Personal information
- Date of birth: April 10, 1957 (age 69)
- Place of birth: San Francisco, California, U.S.
- Height: 5 ft 11 in (1.80 m)
- Position: Defender

College career
- Years: Team / Apps / (Gls)
- 1975–1978: California Golden Bears

Senior career*
- Years: Team / Apps / (Gls)
- 1980: Philadelphia Fury / 23 / (1)
- 1981–1982: Philadelphia Fever (indoor) / 39 / (8)
- 1983–1984: Memphis Americans / 28 / (9)
- 1985: San Jose Earthquakes

= Dan Salvemini =

American soccer player

Dan Salvemini (born April 10, 1957) is an American former soccer player who spent time in the North American Soccer League, Major Indoor Soccer League and Western Soccer Alliance.

==Youth==
Salvemini attended the University of California, Berkeley, where he played on the Golden Bears soccer team from 1975 to 1978. He finished his career at Cal with 54 goals and 17 assists, placing him second on the career goals and points lists.

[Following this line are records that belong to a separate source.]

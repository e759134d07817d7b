//! ECU state detection.
//!
//! The ECU keeps no queryable "mode" register; its resting state is inferred
//! by probing, in a fixed order, the command families that only answer in
//! particular states. Detection is a single pass with zero retries per
//! probe: fast classification is favored over reliability, and a caller who
//! needs certainty runs it again.

use std::collections::BTreeMap;
use std::fmt;

use crate::ecu::HondaEcu;
use crate::error::{Error, Result};
use crate::port::KlineBridge;

/// Diagnostic tables walked by [`HondaEcu::probe_tables`] when the caller
/// does not name its own set.
pub const DEFAULT_PROBE_TABLES: &[u8] = &[
    0x10, 0x11, 0x17, 0x20, 0x21, 0x60, 0x61, 0x67, 0x70, 0x71, 0xD0, 0xD1,
];

/// Inferred resting state of the ECU.
///
/// Recomputed fresh from live probes on every detection call; nothing is
/// persisted. The `Write`/`PostWrite` variants name the raw status byte the
/// bootloader reports during a reflash; the mapping is closed and a byte
/// outside it surfaces as [`Error::UnmappedStatus`].
#[derive(Debug, Clone, Copy, PartialEq, Eq)]
#[allow(missing_docs)] // variant names mirror the wire status codes
pub enum EcuState {
    /// No power on the bus.
    Off,
    /// Bus is powered but the protocol is not answering.
    Unknown,
    /// Flash reads answered; normal read mode.
    Read,
    /// A bulk read is in progress (set by embedding flows, never inferred).
    Reading,
    /// Diagnostic session established and engine data present.
    Ok,
    /// Old-style recovery bootloader answering.
    RecoverOld,
    /// New-style recovery bootloader answering.
    RecoverNew,
    Write00,
    Write0D,
    Write0F,
    Write10,
    Write20,
    Write30,
    Write40,
    Write50,
    WriteFA,
    /// A flash write is in progress (set by embedding flows).
    Writing,
    /// A flash erase is in progress (set by embedding flows).
    Erasing,
    /// Write initialization handshake running (set by embedding flows).
    InitWrite,
    /// Recovery initialization handshake running (set by embedding flows).
    InitRecover,
    PostWrite00,
    PostWrite0F,
    PostWrite12,
}

impl EcuState {
    /// Map a raw write-status byte to its named state.
    ///
    /// Closed mapping: unknown bytes return `None` rather than a default.
    pub fn from_write_status(status: u8) -> Option<Self> {
        match status {
            0x00 => Some(Self::Write00),
            0x0D => Some(Self::Write0D),
            0x0F => Some(Self::Write0F),
            0x10 => Some(Self::Write10),
            0x20 => Some(Self::Write20),
            0x30 => Some(Self::Write30),
            0x40 => Some(Self::Write40),
            0x50 => Some(Self::Write50),
            0xFA => Some(Self::WriteFA),
            _ => None,
        }
    }

    /// Map a raw post-write status byte to its named state.
    pub fn from_post_write_status(status: u8) -> Option<Self> {
        match status {
            0x00 => Some(Self::PostWrite00),
            0x0F => Some(Self::PostWrite0F),
            0x12 => Some(Self::PostWrite12),
            _ => None,
        }
    }
}

impl fmt::Display for EcuState {
    fn fmt(&self, f: &mut fmt::Formatter<'_>) -> fmt::Result {
        match self {
            Self::Off => write!(f, "off"),
            Self::Unknown => write!(f, "unknown"),
            Self::Read => write!(f, "read"),
            Self::Reading => write!(f, "reading"),
            Self::Ok => write!(f, "ok"),
            Self::RecoverOld => write!(f, "recover (old)"),
            Self::RecoverNew => write!(f, "recover (new)"),
            Self::Write00 => write!(f, "write (status 00)"),
            Self::Write0D => write!(f, "write (status 0d)"),
            Self::Write0F => write!(f, "write (status 0f)"),
            Self::Write10 => write!(f, "write (status 10)"),
            Self::Write20 => write!(f, "write (status 20)"),
            Self::Write30 => write!(f, "write (status 30)"),
            Self::Write40 => write!(f, "write (status 40)"),
            Self::Write50 => write!(f, "write (status 50)"),
            Self::WriteFA => write!(f, "write (status fa)"),
            Self::Writing => write!(f, "writing"),
            Self::Erasing => write!(f, "erasing"),
            Self::InitWrite => write!(f, "init write"),
            Self::InitRecover => write!(f, "init recover"),
            Self::PostWrite00 => write!(f, "post-write (status 00)"),
            Self::PostWrite0F => write!(f, "post-write (status 0f)"),
            Self::PostWrite12 => write!(f, "post-write (status 12)"),
        }
    }
}

impl<B: KlineBridge> HondaEcu<B> {
    /// Classify the ECU's current resting state.
    ///
    /// A strictly ordered single-pass decision procedure; failed probes are
    /// silent and simply advance to the next step. Only an unmapped status
    /// byte (closed `Write`/`PostWrite` mappings) or a bridge fault errors
    /// out; everything else resolves to a state, `Off` at worst.
    pub fn detect_state(&mut self) -> Result<EcuState> {
        self.wakeup()?;
        let _ = self.ping();

        if self.diag() {
            if let Some(info) = self.send_command(&[0x72], &[0x71, 0x00], 0) {
                if info.data.get(5..7).is_some_and(|field| field != [0x00, 0x00]) {
                    return Ok(EcuState::Ok);
                }
            }
        }

        if self.send_command(&[0x7D], &[0x01, 0x01, 0x03], 0).is_some() {
            return Ok(EcuState::RecoverOld);
        }
        if self.send_command(&[0x7B], &[0x00, 0x01, 0x04], 0).is_some() {
            return Ok(EcuState::RecoverNew);
        }
        // Alternate probes: the signature payloads of the init sequences
        // still answer in half-initialized recovery states.
        if self
            .send_command(&[0x7D], &[0x01, 0x02, 0x50, 0x47, 0x4D], 0)
            .is_some()
        {
            return Ok(EcuState::RecoverOld);
        }
        if self
            .send_command(&[0x7B], &[0x00, 0x02, 0x76, 0x03, 0x17], 0)
            .is_some()
        {
            return Ok(EcuState::RecoverNew);
        }

        if let Some(status) = self.write_status() {
            return EcuState::from_write_status(status).ok_or(Error::UnmappedStatus { status });
        }

        if let Some(resp) = self.send_command(&[0x7E], &[0x01, 0x0D], 0) {
            if let Some(&status) = resp.data.get(1) {
                return EcuState::from_post_write_status(status)
                    .ok_or(Error::UnmappedStatus { status });
            }
        }

        for address in [0x0000, 0x4000, 0x8000] {
            if self.read_flash(address, 1)?.is_some() {
                return Ok(EcuState::Read);
            }
        }

        if self.bridge.presence_test()? {
            Ok(EcuState::Unknown)
        } else {
            Ok(EcuState::Off)
        }
    }

    /// Walk diagnostic tables and collect the payloads of those that answer
    /// with more than a header.
    ///
    /// Any unanswered probe empties the result: a partially answering ECU is
    /// indistinguishable from a link glitch, so the whole scan is discarded.
    pub fn probe_tables(&mut self, tables: Option<&[u8]>) -> BTreeMap<u8, Vec<u8>> {
        let tables = tables.unwrap_or(DEFAULT_PROBE_TABLES);
        let mut found = BTreeMap::new();
        for &table in tables {
            match self.send_command(&[0x72], &[0x71, table], 0) {
                Some(info) if info.payload_len() > 2 => {
                    found.insert(table, info.data);
                }
                Some(_) => {}
                None => return BTreeMap::new(),
            }
        }
        found
    }

    /// Run the write initialization handshake.
    ///
    /// Fire-and-forget sequence; the ECU acknowledges nothing useful until
    /// the write-status poll afterwards.
    pub fn init_write(&mut self) {
        let _ = self.send_command(&[0x7D], &[0x01, 0x01, 0x00], 0);
        let _ = self.send_command(&[0x7D], &[0x01, 0x01, 0x01], 0);
        let _ = self.send_command(&[0x7D], &[0x01, 0x01, 0x02], 0);
        let _ = self.send_command(&[0x7D], &[0x01, 0x01, 0x03], 0);
        let _ = self.send_command(&[0x7D], &[0x01, 0x02, 0x50, 0x47, 0x4D], 0);
        let _ = self.send_command(&[0x7D], &[0x01, 0x03, 0x2D, 0x46, 0x49], 0);
    }

    /// Run the recovery initialization handshake.
    pub fn init_recover(&mut self) {
        let _ = self.send_command(&[0x7B], &[0x00, 0x01, 0x01], 0);
        let _ = self.send_command(&[0x7B], &[0x00, 0x01, 0x02], 0);
        let _ = self.send_command(&[0x7B], &[0x00, 0x01, 0x03], 0);
        let _ = self.send_command(&[0x7B], &[0x00, 0x02, 0x76, 0x03, 0x17], 0);
        let _ = self.send_command(&[0x7B], &[0x00, 0x03, 0x75, 0x05, 0x13], 0);
    }
}

#[cfg(test)]
mod tests {
    use super::*;
    use crate::port::mock::{MockBridge, reply_frame};

    #[test]
    fn test_write_status_mapping_is_closed() {
        assert_eq!(EcuState::from_write_status(0x30), Some(EcuState::Write30));
        assert_eq!(EcuState::from_write_status(0xFA), Some(EcuState::WriteFA));
        assert_eq!(EcuState::from_write_status(0x31), None);
        assert_eq!(EcuState::from_post_write_status(0x12), Some(EcuState::PostWrite12));
        assert_eq!(EcuState::from_post_write_status(0x01), None);
    }

    #[test]
    fn test_detect_zeroed_info_field_is_not_ok() {
        let mut bridge = MockBridge::new();
        // ping, then diag answered.
        bridge.push_reply(reply_frame(&[0xFE], &[0x72]));
        bridge.push_reply(reply_frame(&[0x72], &[0x00]));
        // Info query answers, but the engine-data field at bytes 5..7 is zero.
        bridge.push_reply(reply_frame(
            &[0x72],
            &[0x71, 0x00, 0x00, 0x00, 0x00, 0x00, 0x00, 0x00],
        ));
        let mut ecu = HondaEcu::new(bridge);

        let state = ecu.detect_state().expect("state");
        assert_ne!(state, EcuState::Ok);
        assert_eq!(state, EcuState::Off);
        // Probing continued past the info query: recover probes, status
        // queries and flash reads all went out.
        assert!(ecu.bridge().writes.len() > 3);
    }

    #[test]
    fn test_detect_ok_when_info_field_nonzero() {
        let mut bridge = MockBridge::new();
        bridge.push_reply(reply_frame(&[0xFE], &[0x72]));
        bridge.push_reply(reply_frame(&[0x72], &[0x00]));
        bridge.push_reply(reply_frame(
            &[0x72],
            &[0x71, 0x00, 0x00, 0x00, 0x00, 0x12, 0x34, 0x00],
        ));
        let mut ecu = HondaEcu::new(bridge);
        assert_eq!(ecu.detect_state().expect("state"), EcuState::Ok);
    }

    #[test]
    fn test_detect_recover_old() {
        let mut bridge = MockBridge::new();
        bridge.push_silence(); // ping
        bridge.push_silence(); // diag
        bridge.push_reply(reply_frame(&[0x7D], &[0x00]));
        let mut ecu = HondaEcu::new(bridge);
        assert_eq!(ecu.detect_state().expect("state"), EcuState::RecoverOld);
    }

    #[test]
    fn test_detect_write_state_from_status_byte() {
        let mut bridge = MockBridge::new();
        for _ in 0..6 {
            bridge.push_silence(); // ping, diag, four recover probes
        }
        bridge.push_reply(reply_frame(&[0x7E], &[0x00, 0x30]));
        let mut ecu = HondaEcu::new(bridge);
        assert_eq!(ecu.detect_state().expect("state"), EcuState::Write30);
    }

    #[test]
    fn test_detect_unmapped_write_status_errors() {
        let mut bridge = MockBridge::new();
        for _ in 0..6 {
            bridge.push_silence();
        }
        bridge.push_reply(reply_frame(&[0x7E], &[0x00, 0x77]));
        let mut ecu = HondaEcu::new(bridge);
        match ecu.detect_state() {
            Err(Error::UnmappedStatus { status }) => assert_eq!(status, 0x77),
            other => panic!("expected unmapped status, got {other:?}"),
        }
    }

    #[test]
    fn test_detect_read_from_flash_probe() {
        let mut bridge = MockBridge::new();
        for _ in 0..8 {
            bridge.push_silence(); // ping, diag, recover x4, write status, post-write
        }
        bridge.push_reply(reply_frame(&[0x82, 0x82, 0x00], &[0xAB]));
        let mut ecu = HondaEcu::new(bridge);
        assert_eq!(ecu.detect_state().expect("state"), EcuState::Read);
    }

    #[test]
    fn test_detect_unknown_vs_off_by_presence() {
        let mut bridge = MockBridge::new();
        bridge.presence = true;
        let mut ecu = HondaEcu::new(bridge);
        assert_eq!(ecu.detect_state().expect("state"), EcuState::Unknown);

        let mut ecu = HondaEcu::new(MockBridge::new());
        assert_eq!(ecu.detect_state().expect("state"), EcuState::Off);
    }

    #[test]
    fn test_probe_tables_discards_partial_scans() {
        let mut bridge = MockBridge::new();
        bridge.push_reply(reply_frame(&[0x72], &[0x71, 0x10, 0x01, 0x02, 0x03]));
        // Second table unanswered: the whole scan is discarded.
        let mut ecu = HondaEcu::new(bridge);
        assert!(ecu.probe_tables(Some(&[0x10, 0x11])).is_empty());
    }

    #[test]
    fn test_probe_tables_collects_payloads() {
        let mut bridge = MockBridge::new();
        bridge.push_reply(reply_frame(&[0x72], &[0x71, 0x10, 0x01, 0x02, 0x03]));
        // Header-only answer is skipped without emptying the scan.
        bridge.push_reply(reply_frame(&[0x72], &[0x71, 0x11]));
        let mut ecu = HondaEcu::new(bridge);
        let tables = ecu.probe_tables(Some(&[0x10, 0x11]));
        assert_eq!(tables.len(), 1);
        assert_eq!(tables[&0x10], vec![0x71, 0x10, 0x01, 0x02, 0x03]);
    }
}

He also gained third team All-American recognition in 1976, 1977 and 1978. Salvemini was inducted into the Golden Bears Hall of Fame in 1990.

==Professional==
In January 1979, the Washington Diplomats selected Salvemini in the first round (sixth overall) of the North American Soccer League draft (NASL draft). However, he injured his knee and had surgery a few days after the draft. He sat out the entire 1979 season. In 1980, Salvemini played a single season with the Philadelphia Fury in the NASL. He spent the 1981–1982 season with the Philadelphia Fever in the Major Indoor Soccer League. He played an unknown number of seasons with the Memphis Americans in the Major Indoor Soccer League. He also played for the San Jose Earthquakes during the 1985 Western Alliance Challenge Series. His brother, Len, also played professionally.